Task item =>
Take the records below from their first line to the line with "pub fn remaining(&self)", and restate those lines word for word.

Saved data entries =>
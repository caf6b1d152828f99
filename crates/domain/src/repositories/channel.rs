use anyhow::Result;
use async_trait::async_trait;
use mockall::automock;

/// Capabilities the core consumes from the messaging layer. All of them
/// are best-effort from the caller's point of view: delivery failures
/// are logged by the caller and never abort the owning operation.
#[automock]
#[async_trait]
pub trait ChannelGateway: Send + Sync {
    async fn send_text(&self, user_id: i64, text: &str) -> Result<()>;

    async fn send_photo(&self, user_id: i64, photo_id: &str, caption: &str) -> Result<()>;

    /// Mints a single-use invite link that expires after `ttl_secs`.
    async fn create_invite_link(&self, channel_id: i64, ttl_secs: i64) -> Result<String>;

    async fn remove_member(&self, channel_id: i64, user_id: i64) -> Result<()>;
}
use chrono::{DateTime, Utc};
use rust_decimal::Decimal;
use serde::{Deserialize, Serialize};
use sqlx::FromRow;
use uuid::Uuid;

/// Read-model for an event. Event CRUD lives outside this service; the core
/// only needs existence and the owning host for wallet settlement.
#[derive(Debug, Clone, Serialize, Deserialize, FromRow)]
pub struct Event {
    pub id: Uuid,
    pub host_id: Uuid,
    pub title: String,
    pub created_at: DateTime<Utc>,
}

/// A priced ticket tier with finite inventory.
///
/// `sold_quantity` is only ever touched by the inventory ledger, which keeps
/// `0 <= sold_quantity <= total_quantity` even under concurrent reservations.
#[derive(Debug, Clone, Serialize, Deserialize, FromRow)]
pub struct TicketType {
    pub id: Uuid,
    pub event_id: Uuid,
    pub name: String,
    pub price: Decimal,
    pub total_quantity: i32,
    pub sold_quantity: i32,
    pub sale_starts_at: Option<DateTime<Utc>>,
    pub sale_ends_at: Option<DateTime<Utc>>,
    pub created_at: DateTime<Utc>,
}

impl TicketType {
    pub fn remaining(&self) -> i32 {
        self.total_quantity - self.sold_quantity
    }

    /// Whether the sale window (if any) is open at `now`.
    pub fn sale_open_at(&self, now: DateTime<Utc>) -> bool {
        if let Some(starts) = self.sale_starts_at {
            if now < starts {
                return false;
            }
        }
        if let Some(ends) = self.sale_ends_at {
            if now > ends {
                return false;
            }
        }
        true
    }
}
//! Wire shapes exchanged with the payment and payout gateways.

use rust_decimal::Decimal;
use serde::{Deserialize, Serialize};

use crate::gateway::signature::amount_field;

/// Outcome code the gateway uses for success, in both API responses and
/// webhook payloads.
pub const GATEWAY_SUCCESS: &str = "00";

#[derive(Debug, Clone, Serialize)]
#[serde(rename_all = "camelCase")]
pub struct PaymentLinkItem {
    pub name: String,
    pub quantity: i32,
    pub price: Decimal,
}

/// "Create payment link" request. `signature` covers the canonical fields
/// {amount, cancelUrl, description, orderCode, returnUrl}.
#[derive(Debug, Clone, Serialize)]
#[serde(rename_all = "camelCase")]
pub struct PaymentLinkRequest {
    pub order_code: i64,
    pub amount: Decimal,
    pub description: String,
    pub items: Vec<PaymentLinkItem>,
    pub return_url: String,
    pub cancel_url: String,
    /// Absolute expiry as a unix timestamp.
    pub expired_at: i64,
    pub signature: String,
}

impl PaymentLinkRequest {
    pub fn canonical_fields(&self) -> Vec<(&'static str, String)> {
        vec![
            ("amount", amount_field(self.amount)),
            ("cancelUrl", self.cancel_url.clone()),
            ("description", self.description.clone()),
            ("orderCode", self.order_code.to_string()),
            ("returnUrl", self.return_url.clone()),
        ]
    }
}

#[derive(Debug, Clone, Deserialize)]
#[serde(rename_all = "camelCase")]
pub struct PaymentLinkData {
    pub checkout_url: String,
    pub qr_code: Option<String>,
    pub payment_link_id: String,
}

#[derive(Debug, Deserialize)]
#[serde(rename_all = "camelCase")]
pub struct PaymentLinkResponse {
    pub code: String,
    pub desc: String,
    pub data: Option<PaymentLinkData>,
}

/// Payment confirmation webhook. `signature` covers the canonical fields of
/// `data`.
#[derive(Debug, Clone, Serialize, Deserialize)]
#[serde(rename_all = "camelCase")]
pub struct PaymentWebhook {
    pub code: String,
    pub desc: String,
    pub data: PaymentWebhookData,
    pub signature: String,
}

#[derive(Debug, Clone, Serialize, Deserialize)]
#[serde(rename_all = "camelCase")]
pub struct PaymentWebhookData {
    pub order_code: i64,
    pub amount: Decimal,
    pub description: String,
    /// Outcome code; [`GATEWAY_SUCCESS`] means the payment went through.
    pub code: String,
}

impl PaymentWebhookData {
    pub fn canonical_fields(&self) -> Vec<(&'static str, String)> {
        vec![
            ("amount", amount_field(self.amount)),
            ("code", self.code.clone()),
            ("description", self.description.clone()),
            ("orderCode", self.order_code.to_string()),
        ]
    }
}

/// "Create payout" request sent to the payout gateway.
#[derive(Debug, Clone, Serialize)]
#[serde(rename_all = "camelCase")]
pub struct PayoutOrderRequest {
    pub reference_id: i64,
    pub amount: Decimal,
    pub to_bin: String,
    pub to_account_number: String,
    pub description: String,
    pub signature: String,
}

impl PayoutOrderRequest {
    pub fn canonical_fields(&self) -> Vec<(&'static str, String)> {
        vec![
            ("amount", amount_field(self.amount)),
            ("description", self.description.clone()),
            ("referenceId", self.reference_id.to_string()),
            ("toAccountNumber", self.to_account_number.clone()),
            ("toBin", self.to_bin.clone()),
        ]
    }
}

#[derive(Debug, Deserialize)]
#[serde(rename_all = "camelCase")]
pub struct PayoutOrderResponse {
    pub code: String,
    pub desc: String,
}

/// Payout confirmation webhook.
#[derive(Debug, Clone, Serialize, Deserialize)]
#[serde(rename_all = "camelCase")]
pub struct PayoutWebhook {
    pub data: PayoutWebhookData,
    pub signature: String,
}

#[derive(Debug, Clone, Serialize, Deserialize)]
#[serde(rename_all = "camelCase")]
pub struct PayoutWebhookData {
    pub reference_id: i64,
    /// "SUCCESS" or "FAILED".
    pub status: String,
}

impl PayoutWebhookData {
    pub fn canonical_fields(&self) -> Vec<(&'static str, String)> {
        vec![
            ("referenceId", self.reference_id.to_string()),
            ("status", self.status.clone()),
        ]
    }

    pub fn is_success(&self) -> bool {
        self.status == "SUCCESS"
    }
}
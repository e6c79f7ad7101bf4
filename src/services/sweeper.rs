//! Expiration sweeper: the only automatic recovery path for stuck PENDING
//! state. Uses the same guarded transition as explicit cancellation, so a
//! race against a confirming webhook resolves to exactly one winner.

use std::sync::Arc;
use std::time::Duration;

use chrono::Utc;
use tokio::task::JoinHandle;
use tracing::{debug, error, info};

use crate::services::OrderService;
use crate::store::CoreStore;
use crate::utils::error::AppError;

pub struct ExpirationSweeper {
    store: Arc<dyn CoreStore>,
    orders: OrderService,
    interval: Duration,
    order_ttl: Duration,
}

impl ExpirationSweeper {
    pub fn new(store: Arc<dyn CoreStore>, interval: Duration, order_ttl: Duration) -> Self {
        Self {
            orders: OrderService::new(store.clone()),
            store,
            interval,
            order_ttl,
        }
    }

    pub fn spawn(self) -> JoinHandle<()> {
        tokio::spawn(async move {
            let mut ticker = tokio::time::interval(self.interval);
            loop {
                ticker.tick().await;
                match self.sweep_once().await {
                    Ok(0) => {}
                    Ok(expired) => info!(expired, "Sweep expired stale orders"),
                    Err(err) => error!(error = %err, "Sweep failed"),
                }
            }
        })
    }

    /// One pass: expire every PENDING order older than the timeout. Orders
    /// that were confirmed or cancelled between the scan and the transition
    /// are observed as already processed and skipped.
    pub async fn sweep_once(&self) -> Result<usize, AppError> {
        let ttl = chrono::Duration::from_std(self.order_ttl)
            .map_err(|e| AppError::InternalServerError(format!("Invalid order TTL: {e}")))?;
        let cutoff = Utc::now() - ttl;

        let mut expired = 0;
        for order_id in self.store.list_expirable_orders(cutoff).await? {
            match self.orders.expire(order_id).await {
                Ok(true) => expired += 1,
                Ok(false) => {
                    debug!(order_id = %order_id, "Order settled concurrently, skipping")
                }
                Err(err) => error!(order_id = %order_id, error = %err, "Failed to expire order"),
            }
        }
        Ok(expired)
    }
}

#[cfg(test)]
mod tests {
    use super::*;
    use crate::models::{
        Event, Order, OrderStatus, Payment, PaymentStatus, TicketType,
    };
    use crate::store::memory::MemoryStore;
    use chrono::{DateTime, Utc};
    use rust_decimal_macros::dec;
    use uuid::Uuid;

    async fn seed_order(
        store: &Arc<MemoryStore>,
        created_at: DateTime<Utc>,
        status: OrderStatus,
    ) -> Order {
        let event = Event {
            id: Uuid::new_v4(),
            host_id: Uuid::new_v4(),
            title: "Conf".to_string(),
            created_at: Utc::now(),
        };
        let event_id = event.id;
        store.seed_event(event).await;
        let tt = TicketType {
            id: Uuid::new_v4(),
            event_id,
            name: "General".to_string(),
            price: dec!(100000),
            total_quantity: 10,
            sold_quantity: 0,
            sale_starts_at: None,
            sale_ends_at: None,
            created_at: Utc::now(),
        };
        let tt_id = tt.id;
        store.seed_ticket_type(tt).await;
        store.reserve_tickets(tt_id, 1, Utc::now()).await.unwrap();

        let order = Order {
            id: Uuid::new_v4(),
            customer_id: Uuid::new_v4(),
            event_id,
            ticket_type_id: tt_id,
            voucher_id: None,
            original_price: dec!(100000),
            discount_amount: dec!(0),
            total_amount: dec!(100000),
            status,
            participant_name: "Ana".to_string(),
            participant_email: "ana@example.com".to_string(),
            participant_phone: "555-0100".to_string(),
            created_at,
        };
        store.insert_order(order.clone()).await.unwrap()
    }

    fn sweeper(store: Arc<MemoryStore>) -> ExpirationSweeper {
        ExpirationSweeper::new(
            store,
            Duration::from_secs(60),
            Duration::from_secs(15 * 60),
        )
    }

    #[tokio::test]
    async fn test_sweep_expires_only_stale_pending_orders() {
        let store = Arc::new(MemoryStore::new());
        let stale = seed_order(
            &store,
            Utc::now() - chrono::Duration::minutes(20),
            OrderStatus::Pending,
        )
        .await;
        let fresh = seed_order(&store, Utc::now(), OrderStatus::Pending).await;

        let expired = sweeper(store.clone()).sweep_once().await.unwrap();
        assert_eq!(expired, 1);

        let stale = store.get_order(stale.id).await.unwrap().unwrap();
        assert_eq!(stale.status, OrderStatus::Expired);
        let fresh = store.get_order(fresh.id).await.unwrap().unwrap();
        assert_eq!(fresh.status, OrderStatus::Pending);

        // The stale order's ticket went back into inventory.
        let tt = store
            .get_ticket_type(stale.ticket_type_id)
            .await
            .unwrap()
            .unwrap();
        assert_eq!(tt.sold_quantity, 0);
    }

    #[tokio::test]
    async fn test_sweep_cancels_pending_payment_of_expired_order() {
        let store = Arc::new(MemoryStore::new());
        let order = seed_order(
            &store,
            Utc::now() - chrono::Duration::minutes(20),
            OrderStatus::Pending,
        )
        .await;
        store
            .insert_payment(Payment {
                id: Uuid::new_v4(),
                order_id: order.id,
                order_code: 9001,
                amount: order.total_amount,
                status: PaymentStatus::Pending,
                checkout_url: "https://pay.example.com/9001".to_string(),
                qr_code: None,
                payment_link_id: "pl_9001".to_string(),
                expires_at: Utc::now(),
                created_at: order.created_at,
            })
            .await
            .unwrap();

        sweeper(store.clone()).sweep_once().await.unwrap();

        let payment = store.get_payment_by_order(order.id).await.unwrap().unwrap();
        assert_eq!(payment.status, PaymentStatus::Cancelled);
    }

    #[tokio::test]
    async fn test_sweep_skips_orders_settled_in_between() {
        let store = Arc::new(MemoryStore::new());
        let paid = seed_order(
            &store,
            Utc::now() - chrono::Duration::minutes(20),
            OrderStatus::Paid,
        )
        .await;

        let expired = sweeper(store.clone()).sweep_once().await.unwrap();
        assert_eq!(expired, 0);
        let paid = store.get_order(paid.id).await.unwrap().unwrap();
        assert_eq!(paid.status, OrderStatus::Paid);
    }
}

Exercise response =>
repository caf6b1d152828f99
filename crates/domain/src/repositories/channel.rs
use anyhow::Result;
use async_trait::async_trait;
use mockall::automock;

/// Capabilities the core consumes from the messaging layer. All of them
/// are best-effort from the caller's point of view: delivery failures
/// are logged by the caller and never abort the owning operation.
#[automock]
#[async_trait]
pub trait ChannelGateway: Send + Sync {
    async fn send_text(&self, user_id: i64, text: &str) -> Result<()>;

    async fn send_photo(&self, user_id: i64, photo_id: &str, caption: &str) -> Result<()>;

    /// Mints a single-use invite link that expires after `ttl_secs`.
    async fn create_invite_link(&self, channel_id: i64, ttl_secs: i64) -> Result<String>;

    async fn remove_member(&self, channel_id: i64, user_id: i64) -> Result<()>;
}
use chrono::{DateTime, Utc};
use rust_decimal::Decimal;
use serde::{Deserialize, Serialize};
use sqlx::FromRow;
use uuid::Uuid;

/// Read-model for an event. Event CRUD lives outside this service; the core
/// only needs existence and the owning host for wallet settlement.
#[derive(Debug, Clone, Serialize, Deserialize, FromRow)]
pub struct Event {
    pub id: Uuid,
    pub host_id: Uuid,
    pub title: String,
    pub created_at: DateTime<Utc>,
}

/// A priced ticket tier with finite inventory.
///
/// `sold_quantity` is only ever touched by the inventory ledger, which keeps
/// `0 <= sold_quantity <= total_quantity` even under concurrent reservations.
#[derive(Debug, Clone, Serialize, Deserialize, FromRow)]
pub struct TicketType {
    pub id: Uuid,
    pub event_id: Uuid,
    pub name: String,
    pub price: Decimal,
    pub total_quantity: i32,
    pub sold_quantity: i32,
    pub sale_starts_at: Option<DateTime<Utc>>,
    pub sale_ends_at: Option<DateTime<Utc>>,
    pub created_at: DateTime<Utc>,
}

impl TicketType {
    pub fn remaining(&self) -> i32 {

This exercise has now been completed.